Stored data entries
=-=-=
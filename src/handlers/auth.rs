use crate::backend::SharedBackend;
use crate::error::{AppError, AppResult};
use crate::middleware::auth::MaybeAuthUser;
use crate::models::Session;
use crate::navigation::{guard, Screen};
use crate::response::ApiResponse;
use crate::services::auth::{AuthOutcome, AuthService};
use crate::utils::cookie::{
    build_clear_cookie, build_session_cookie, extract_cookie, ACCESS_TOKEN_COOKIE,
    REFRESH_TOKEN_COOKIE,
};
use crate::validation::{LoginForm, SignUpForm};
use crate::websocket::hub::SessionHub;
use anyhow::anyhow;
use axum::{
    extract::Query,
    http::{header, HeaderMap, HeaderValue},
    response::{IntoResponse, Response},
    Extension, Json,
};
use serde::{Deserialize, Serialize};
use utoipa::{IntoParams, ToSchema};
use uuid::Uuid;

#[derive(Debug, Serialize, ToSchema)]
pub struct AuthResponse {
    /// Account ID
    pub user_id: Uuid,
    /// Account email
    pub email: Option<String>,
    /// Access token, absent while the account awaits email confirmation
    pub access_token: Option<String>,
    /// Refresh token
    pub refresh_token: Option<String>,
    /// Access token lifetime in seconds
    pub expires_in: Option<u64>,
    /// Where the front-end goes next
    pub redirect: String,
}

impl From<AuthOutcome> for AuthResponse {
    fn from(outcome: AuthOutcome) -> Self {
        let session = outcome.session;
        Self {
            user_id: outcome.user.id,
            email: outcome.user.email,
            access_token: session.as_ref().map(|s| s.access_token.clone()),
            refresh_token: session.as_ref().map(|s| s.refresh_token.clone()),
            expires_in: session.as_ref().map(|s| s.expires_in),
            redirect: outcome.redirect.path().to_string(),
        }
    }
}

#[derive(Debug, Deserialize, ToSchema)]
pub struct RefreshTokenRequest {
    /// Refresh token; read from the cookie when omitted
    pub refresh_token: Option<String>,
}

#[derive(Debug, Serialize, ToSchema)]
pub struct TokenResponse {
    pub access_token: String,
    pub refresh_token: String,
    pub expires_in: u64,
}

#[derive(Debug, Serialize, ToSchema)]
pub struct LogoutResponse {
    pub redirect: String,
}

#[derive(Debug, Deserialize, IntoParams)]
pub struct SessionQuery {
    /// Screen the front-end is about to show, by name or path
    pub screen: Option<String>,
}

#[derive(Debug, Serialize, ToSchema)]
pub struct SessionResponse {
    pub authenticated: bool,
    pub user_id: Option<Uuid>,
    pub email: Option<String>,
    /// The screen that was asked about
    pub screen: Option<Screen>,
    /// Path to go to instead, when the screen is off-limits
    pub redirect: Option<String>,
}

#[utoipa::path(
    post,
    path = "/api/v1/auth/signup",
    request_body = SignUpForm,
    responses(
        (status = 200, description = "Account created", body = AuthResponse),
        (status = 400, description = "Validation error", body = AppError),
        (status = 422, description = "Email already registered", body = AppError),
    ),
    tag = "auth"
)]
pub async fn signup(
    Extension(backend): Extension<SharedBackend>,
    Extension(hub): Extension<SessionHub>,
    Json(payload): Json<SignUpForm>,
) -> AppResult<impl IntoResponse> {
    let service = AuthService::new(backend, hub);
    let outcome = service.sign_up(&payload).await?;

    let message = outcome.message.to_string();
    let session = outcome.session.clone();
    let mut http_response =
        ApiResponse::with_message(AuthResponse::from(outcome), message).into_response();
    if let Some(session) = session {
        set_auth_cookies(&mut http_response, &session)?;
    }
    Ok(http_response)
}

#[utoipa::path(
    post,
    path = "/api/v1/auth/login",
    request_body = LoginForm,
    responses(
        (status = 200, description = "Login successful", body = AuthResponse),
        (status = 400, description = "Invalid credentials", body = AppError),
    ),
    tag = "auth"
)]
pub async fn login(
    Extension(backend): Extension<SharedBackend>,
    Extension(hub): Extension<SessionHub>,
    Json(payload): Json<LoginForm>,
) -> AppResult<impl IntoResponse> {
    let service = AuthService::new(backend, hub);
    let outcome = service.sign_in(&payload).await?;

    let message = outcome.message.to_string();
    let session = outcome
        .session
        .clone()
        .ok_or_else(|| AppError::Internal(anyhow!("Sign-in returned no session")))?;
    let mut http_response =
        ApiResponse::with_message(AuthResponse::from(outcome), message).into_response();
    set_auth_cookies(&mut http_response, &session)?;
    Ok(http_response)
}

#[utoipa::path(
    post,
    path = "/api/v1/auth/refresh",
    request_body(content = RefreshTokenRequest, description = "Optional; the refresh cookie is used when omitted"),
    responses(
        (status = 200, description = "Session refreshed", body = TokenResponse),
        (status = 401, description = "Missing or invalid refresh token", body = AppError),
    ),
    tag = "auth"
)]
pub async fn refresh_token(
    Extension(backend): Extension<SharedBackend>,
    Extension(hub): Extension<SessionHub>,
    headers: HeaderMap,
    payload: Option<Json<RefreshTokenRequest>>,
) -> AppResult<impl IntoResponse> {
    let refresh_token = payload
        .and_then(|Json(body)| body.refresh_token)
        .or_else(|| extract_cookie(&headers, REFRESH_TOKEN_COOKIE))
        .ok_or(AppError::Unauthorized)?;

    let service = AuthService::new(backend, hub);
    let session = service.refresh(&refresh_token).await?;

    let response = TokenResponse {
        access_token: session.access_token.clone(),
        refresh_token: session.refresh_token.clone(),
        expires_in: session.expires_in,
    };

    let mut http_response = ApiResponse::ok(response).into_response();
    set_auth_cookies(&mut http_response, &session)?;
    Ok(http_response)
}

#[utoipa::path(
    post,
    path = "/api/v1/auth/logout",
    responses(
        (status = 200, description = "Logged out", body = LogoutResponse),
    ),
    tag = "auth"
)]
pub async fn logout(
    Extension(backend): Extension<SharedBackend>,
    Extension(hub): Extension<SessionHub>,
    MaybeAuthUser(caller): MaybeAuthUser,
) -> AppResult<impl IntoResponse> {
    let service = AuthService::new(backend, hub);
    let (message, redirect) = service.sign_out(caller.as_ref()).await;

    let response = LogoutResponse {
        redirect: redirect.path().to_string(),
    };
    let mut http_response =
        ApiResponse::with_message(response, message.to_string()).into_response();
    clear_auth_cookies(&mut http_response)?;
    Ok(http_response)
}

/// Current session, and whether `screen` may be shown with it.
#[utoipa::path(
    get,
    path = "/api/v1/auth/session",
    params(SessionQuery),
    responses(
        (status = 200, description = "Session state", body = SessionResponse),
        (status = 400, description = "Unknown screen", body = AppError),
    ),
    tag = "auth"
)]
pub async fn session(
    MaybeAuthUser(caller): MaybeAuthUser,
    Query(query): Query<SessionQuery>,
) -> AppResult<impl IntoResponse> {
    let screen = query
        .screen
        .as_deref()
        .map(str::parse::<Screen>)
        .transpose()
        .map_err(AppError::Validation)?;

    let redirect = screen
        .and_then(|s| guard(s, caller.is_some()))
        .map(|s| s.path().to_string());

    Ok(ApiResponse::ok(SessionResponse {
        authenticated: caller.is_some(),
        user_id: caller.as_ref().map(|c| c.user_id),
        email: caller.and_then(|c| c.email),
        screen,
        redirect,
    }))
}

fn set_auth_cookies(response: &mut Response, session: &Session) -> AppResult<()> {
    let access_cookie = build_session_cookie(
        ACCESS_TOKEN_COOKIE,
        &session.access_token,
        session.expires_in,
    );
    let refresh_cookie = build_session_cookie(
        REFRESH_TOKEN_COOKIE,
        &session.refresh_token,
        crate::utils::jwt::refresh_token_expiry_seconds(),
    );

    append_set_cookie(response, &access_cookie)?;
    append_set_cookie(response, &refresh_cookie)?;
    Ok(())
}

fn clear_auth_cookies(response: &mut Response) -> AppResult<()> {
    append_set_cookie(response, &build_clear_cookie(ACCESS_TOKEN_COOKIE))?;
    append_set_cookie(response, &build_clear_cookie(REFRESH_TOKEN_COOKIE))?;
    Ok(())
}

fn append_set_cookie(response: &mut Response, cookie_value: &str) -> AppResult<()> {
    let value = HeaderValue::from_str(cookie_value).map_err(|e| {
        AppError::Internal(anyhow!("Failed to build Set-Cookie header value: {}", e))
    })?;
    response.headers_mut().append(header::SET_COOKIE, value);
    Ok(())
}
=-=-=
WORK ITEM
Go through the records above, find each line with the string "SessionQuery", and copy it.

COMPLETED TASK
pub struct SessionQuery {
    params(SessionQuery),
    Query(query): Query<SessionQuery>,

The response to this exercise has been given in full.